Segment Open

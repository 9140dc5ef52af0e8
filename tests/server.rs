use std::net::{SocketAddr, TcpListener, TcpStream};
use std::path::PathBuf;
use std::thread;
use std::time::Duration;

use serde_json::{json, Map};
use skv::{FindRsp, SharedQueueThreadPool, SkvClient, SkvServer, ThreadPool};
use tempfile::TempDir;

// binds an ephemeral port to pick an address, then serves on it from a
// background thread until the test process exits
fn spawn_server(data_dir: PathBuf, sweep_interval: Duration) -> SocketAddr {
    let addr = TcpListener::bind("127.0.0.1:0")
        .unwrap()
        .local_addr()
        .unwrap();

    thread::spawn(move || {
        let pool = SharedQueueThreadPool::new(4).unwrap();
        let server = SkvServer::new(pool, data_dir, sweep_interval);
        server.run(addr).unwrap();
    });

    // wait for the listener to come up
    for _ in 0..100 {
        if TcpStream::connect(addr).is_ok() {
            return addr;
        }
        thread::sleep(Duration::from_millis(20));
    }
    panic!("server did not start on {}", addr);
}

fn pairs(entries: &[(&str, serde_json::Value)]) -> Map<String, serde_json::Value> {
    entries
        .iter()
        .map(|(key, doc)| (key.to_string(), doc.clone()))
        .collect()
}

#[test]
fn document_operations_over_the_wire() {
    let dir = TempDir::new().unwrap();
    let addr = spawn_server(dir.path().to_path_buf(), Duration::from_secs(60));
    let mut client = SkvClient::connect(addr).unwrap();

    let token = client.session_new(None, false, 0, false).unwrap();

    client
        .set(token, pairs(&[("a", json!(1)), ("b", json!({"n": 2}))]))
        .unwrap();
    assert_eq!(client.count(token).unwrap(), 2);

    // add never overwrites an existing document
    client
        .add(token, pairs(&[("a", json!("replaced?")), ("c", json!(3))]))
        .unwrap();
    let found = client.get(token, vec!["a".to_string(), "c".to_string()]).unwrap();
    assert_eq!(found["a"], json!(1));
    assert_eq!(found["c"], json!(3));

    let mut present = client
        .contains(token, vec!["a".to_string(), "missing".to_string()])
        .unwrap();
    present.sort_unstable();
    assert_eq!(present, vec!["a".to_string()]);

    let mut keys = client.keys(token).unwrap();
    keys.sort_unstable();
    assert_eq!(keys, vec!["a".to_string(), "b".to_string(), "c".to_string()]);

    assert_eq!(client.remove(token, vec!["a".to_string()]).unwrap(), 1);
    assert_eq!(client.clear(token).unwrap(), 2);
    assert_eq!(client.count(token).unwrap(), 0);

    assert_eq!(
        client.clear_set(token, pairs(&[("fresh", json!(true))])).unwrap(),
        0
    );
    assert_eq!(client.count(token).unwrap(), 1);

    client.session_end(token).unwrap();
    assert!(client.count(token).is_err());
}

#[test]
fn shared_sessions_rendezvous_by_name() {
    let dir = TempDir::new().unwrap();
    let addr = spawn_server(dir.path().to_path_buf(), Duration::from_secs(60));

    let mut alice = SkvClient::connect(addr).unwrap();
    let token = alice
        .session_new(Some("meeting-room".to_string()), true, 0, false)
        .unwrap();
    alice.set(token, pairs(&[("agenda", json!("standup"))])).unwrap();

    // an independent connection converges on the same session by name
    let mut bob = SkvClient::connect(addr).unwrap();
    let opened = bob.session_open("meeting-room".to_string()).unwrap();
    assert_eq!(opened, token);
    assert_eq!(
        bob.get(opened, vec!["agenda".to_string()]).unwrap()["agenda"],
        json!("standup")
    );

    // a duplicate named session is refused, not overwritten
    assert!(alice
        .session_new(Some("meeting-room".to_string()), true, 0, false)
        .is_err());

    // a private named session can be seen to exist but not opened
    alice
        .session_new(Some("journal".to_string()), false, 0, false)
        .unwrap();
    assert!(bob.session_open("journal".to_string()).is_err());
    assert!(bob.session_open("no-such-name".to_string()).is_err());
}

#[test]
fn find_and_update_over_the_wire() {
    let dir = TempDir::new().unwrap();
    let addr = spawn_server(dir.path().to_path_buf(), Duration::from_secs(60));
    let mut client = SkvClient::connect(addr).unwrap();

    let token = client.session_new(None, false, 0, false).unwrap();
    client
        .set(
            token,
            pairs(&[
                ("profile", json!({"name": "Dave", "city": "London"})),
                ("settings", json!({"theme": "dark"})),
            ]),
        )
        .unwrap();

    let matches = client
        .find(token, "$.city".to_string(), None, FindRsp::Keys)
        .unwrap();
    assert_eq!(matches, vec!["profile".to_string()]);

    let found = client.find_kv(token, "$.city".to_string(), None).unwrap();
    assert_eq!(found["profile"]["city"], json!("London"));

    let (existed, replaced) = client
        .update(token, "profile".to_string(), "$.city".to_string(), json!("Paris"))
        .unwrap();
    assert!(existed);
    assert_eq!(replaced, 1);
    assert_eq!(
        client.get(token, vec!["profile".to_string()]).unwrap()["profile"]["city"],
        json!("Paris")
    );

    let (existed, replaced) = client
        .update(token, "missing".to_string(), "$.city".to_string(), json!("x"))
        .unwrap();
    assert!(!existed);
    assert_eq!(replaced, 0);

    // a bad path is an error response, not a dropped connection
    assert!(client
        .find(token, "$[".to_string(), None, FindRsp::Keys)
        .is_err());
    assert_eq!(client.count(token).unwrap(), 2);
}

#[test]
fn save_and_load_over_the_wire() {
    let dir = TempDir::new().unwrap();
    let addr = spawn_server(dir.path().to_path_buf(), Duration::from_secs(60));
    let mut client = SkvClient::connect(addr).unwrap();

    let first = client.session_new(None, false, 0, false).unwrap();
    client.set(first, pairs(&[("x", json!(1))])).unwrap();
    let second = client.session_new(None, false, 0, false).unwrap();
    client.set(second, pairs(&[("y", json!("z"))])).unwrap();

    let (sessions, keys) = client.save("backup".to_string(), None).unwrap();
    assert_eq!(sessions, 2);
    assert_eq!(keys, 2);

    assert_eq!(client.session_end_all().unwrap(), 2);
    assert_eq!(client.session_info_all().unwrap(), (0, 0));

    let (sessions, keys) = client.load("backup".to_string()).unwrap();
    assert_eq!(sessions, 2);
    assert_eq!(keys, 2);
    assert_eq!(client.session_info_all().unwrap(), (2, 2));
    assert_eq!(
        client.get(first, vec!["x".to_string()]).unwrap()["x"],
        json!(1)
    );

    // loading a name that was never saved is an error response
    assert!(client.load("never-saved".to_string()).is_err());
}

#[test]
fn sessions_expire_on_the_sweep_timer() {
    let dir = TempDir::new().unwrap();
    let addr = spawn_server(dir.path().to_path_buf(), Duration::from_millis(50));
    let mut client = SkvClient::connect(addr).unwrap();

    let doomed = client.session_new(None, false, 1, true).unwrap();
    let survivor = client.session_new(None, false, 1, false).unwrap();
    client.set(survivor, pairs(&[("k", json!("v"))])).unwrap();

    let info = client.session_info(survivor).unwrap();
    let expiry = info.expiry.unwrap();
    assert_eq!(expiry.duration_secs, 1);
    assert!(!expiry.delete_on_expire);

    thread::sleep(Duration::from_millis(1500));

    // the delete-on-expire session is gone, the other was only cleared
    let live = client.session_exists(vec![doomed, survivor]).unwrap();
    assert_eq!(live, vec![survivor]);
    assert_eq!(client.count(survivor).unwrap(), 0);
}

Segment Closed

■ Task item ■
From the listing, reproduce every line where the word "city" is present.

■ Result of the exercise ■
                ("profile", json!({"name": "Dave", "city": "London"})),
        .find(token, "$.city".to_string(), None, FindRsp::Keys)
    let found = client.find_kv(token, "$.city".to_string(), None).unwrap();
    assert_eq!(found["profile"]["city"], json!("London"));
        .update(token, "profile".to_string(), "$.city".to_string(), json!("Paris"))
        client.get(token, vec!["profile".to_string()]).unwrap()["profile"]["city"],
        .update(token, "missing".to_string(), "$.city".to_string(), json!("x"))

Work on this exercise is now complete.